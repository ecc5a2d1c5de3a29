//! End-to-end TLS: certificate builder → TLS listener → nonblocking
//! client handshake → echo over the secured stream.

#![cfg(feature = "tls")]

use reactnet::dns::HostResolver;
use reactnet::reactor::{ReadinessBackend, Scheduler};
use reactnet::server::{
    ConnectionHandler, ListenerConfig, RouterConfig, ServerConfig, ServerConnection, SocketServer,
    TlsBlob,
};
use reactnet::socket::{Protocol, Socket, SocketAddress};
use reactnet::tls::{CertificateBuilder, TlsOptions, TransportContextCache};
use reactnet::Multiplexer;
use std::sync::Arc;
use std::time::Duration;

struct EchoHandler;

impl ConnectionHandler for EchoHandler {
    fn on_open(&self, server: &Arc<SocketServer>, conn: Arc<ServerConnection>) {
        let Some(socket) = conn.socket() else {
            return server.finalize(conn);
        };
        let mux = Arc::clone(server.multiplexer());
        let server = Arc::clone(server);
        let write_sock = socket.clone();
        let write_mux = Arc::clone(&mux);
        socket.read_until_queued(&mux, b"\n", 4096, move |result| match result {
            Ok(mut line) => {
                line.push(b'\n');
                write_sock.write_queued(&write_mux, line, move |result| match result {
                    Ok(_) => server.next(conn),
                    Err(_) => {
                        conn.abort();
                        server.finalize(conn);
                    }
                });
            }
            Err(_) => {
                conn.abort();
                server.finalize(conn);
            }
        });
    }
}

#[test]
fn test_tls_echo_round_trip() {
    let pair = CertificateBuilder::self_signed("localhost", "127.0.0.1", "localhost").unwrap();

    let mux = Multiplexer::new(ReadinessBackend::new().unwrap(), Scheduler::new(4));
    let server = SocketServer::new(
        Arc::clone(&mux),
        HostResolver::new(),
        ServerConfig::default(),
        Arc::new(EchoHandler),
    );
    server
        .configure(RouterConfig {
            listeners: vec![ListenerConfig {
                host: "127.0.0.1".into(),
                service: "0".into(),
                tls: Some("front".into()),
            }],
            tls: vec![TlsBlob {
                name: "front".into(),
                cert_pem: String::from_utf8(pair.cert_pem).unwrap(),
                key_pem: String::from_utf8(pair.key_pem).unwrap(),
                verify_depth: -1,
                ciphers: None,
                min_version: Some("1.2".into()),
                max_version: None,
            }],
        })
        .unwrap();
    server.listen().unwrap();
    let addr = server.listener_addresses()[0].as_socket().unwrap();

    // Client: plain connect, then a no-verify handshake against the
    // self-signed listener.
    let target = SocketAddress::from_std(addr, Protocol::Tcp);
    let socket = Socket::new_tcp(target.domain()).unwrap();
    socket
        .connect_promise(&mux, &target)
        .wait_timeout(Duration::from_secs(5))
        .unwrap()
        .unwrap();

    let cache = TransportContextCache::new();
    let context = cache
        .create_client_context(-1, &TlsOptions::default(), None)
        .unwrap();
    socket.secure_client(&context, Some("localhost")).unwrap();
    assert!(socket.is_handshaking());

    let (tx, rx) = flume::bounded(1);
    socket.handshake_queued(&mux, move |result| {
        let _ = tx.send(result);
    });
    rx.recv_timeout(Duration::from_secs(5)).unwrap().unwrap();
    assert!(socket.is_secured());
    cache.free_client_context(context);

    socket
        .write_promise(&mux, b"over tls\n".to_vec())
        .wait_timeout(Duration::from_secs(5))
        .unwrap()
        .unwrap();
    let reply = socket
        .read_until_promise(&mux, b"\n", 4096)
        .wait_timeout(Duration::from_secs(5))
        .unwrap()
        .unwrap();
    assert_eq!(reply, b"over tls");

    socket.close(&mux).unwrap();
    server.unlisten(false);
}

+ + + +

Work item:
Write out each entry again, leaving every word as it is.

Response:
repository ecc5a2d1c5de3a29
//! End-to-end TLS: certificate builder → TLS listener → nonblocking
//! client handshake → echo over the secured stream.

#![cfg(feature = "tls")]

use reactnet::dns::HostResolver;
use reactnet::reactor::{ReadinessBackend, Scheduler};
use reactnet::server::{
    ConnectionHandler, ListenerConfig, RouterConfig, ServerConfig, ServerConnection, SocketServer,
    TlsBlob,
};
use reactnet::socket::{Protocol, Socket, SocketAddress};
use reactnet::tls::{CertificateBuilder, TlsOptions, TransportContextCache};
use reactnet::Multiplexer;
use std::sync::Arc;
use std::time::Duration;

struct EchoHandler;

impl ConnectionHandler for EchoHandler {
    fn on_open(&self, server: &Arc<SocketServer>, conn: Arc<ServerConnection>) {
        let Some(socket) = conn.socket() else {
            return server.finalize(conn);
        };
        let mux = Arc::clone(server.multiplexer());
        let server = Arc::clone(server);
        let write_sock = socket.clone();
        let write_mux = Arc::clone(&mux);
        socket.read_until_queued(&mux, b"\n", 4096, move |result| match result {
            Ok(mut line) => {
                line.push(b'\n');
                write_sock.write_queued(&write_mux, line, move |result| match result {
                    Ok(_) => server.next(conn),
                    Err(_) => {
                        conn.abort();
                        server.finalize(conn);
                    }
                });
            }
            Err(_) => {
                conn.abort();
                server.finalize(conn);
            }
        });
    }
}

#[test]
fn test_tls_echo_round_trip() {
    let pair = CertificateBuilder::self_signed("localhost", "127.0.0.1", "localhost").unwrap();

    let mux = Multiplexer::new(ReadinessBackend::new().unwrap(), Scheduler::new(4));
    let server = SocketServer::new(
        Arc::clone(&mux),
        HostResolver::new(),
        ServerConfig::default(),
        Arc::new(EchoHandler),
    );
    server
        .configure(RouterConfig {
            listeners: vec![ListenerConfig {
                host: "127.0.0.1".into(),
                service: "0".into(),
                tls: Some("front".into()),
            }],
            tls: vec![TlsBlob {
                name: "front".into(),
                cert_pem: String::from_utf8(pair.cert_pem).unwrap(),
                key_pem: String::from_utf8(pair.key_pem).unwrap(),
                verify_depth: -1,
                ciphers: None,
                min_version: Some("1.2".into()),
                max_version: None,
            }],
        })
        .unwrap();
    server.listen().unwrap();
    let addr = server.listener_addresses()[0].as_socket().unwrap();

    // Client: plain connect, then a no-verify handshake against the
    // self-signed listener.
    let target = SocketAddress::from_std(addr, Protocol::Tcp);
    let socket = Socket::new_tcp(target.domain()).unwrap();
    socket
        .connect_promise(&mux, &target)
        .wait_timeout(Duration::from_secs(5))
        .unwrap()
        .unwrap();

    let cache = TransportContextCache::new();
    let context = cache
        .create_client_context(-1, &TlsOptions::default(), None)
        .unwrap();
    socket.secure_client(&context, Some("localhost")).unwrap();
    assert!(socket.is_handshaking());

    let (tx, rx) = flume::bounded(1);
    socket.handshake_queued(&mux, move |result| {
        let _ = tx.send(result);
    });
    rx.recv_timeout(Duration::from_secs(5)).unwrap().unwrap();
    assert!(socket.is_secured());
    cache.free_client_context(context);

    socket
        .write_promise(&mux, b"over tls\n".to_vec())
        .wait_timeout(Duration::from_secs(5))
        .unwrap()
        .unwrap();
    let reply = socket
        .read_until_promise(&mux, b"\n", 4096)
        .wait_timeout(Duration::from_secs(5))
        .unwrap()
        .unwrap();
    assert_eq!(reply, b"over tls");

    socket.close(&mux).unwrap();
    server.unlisten(false);
}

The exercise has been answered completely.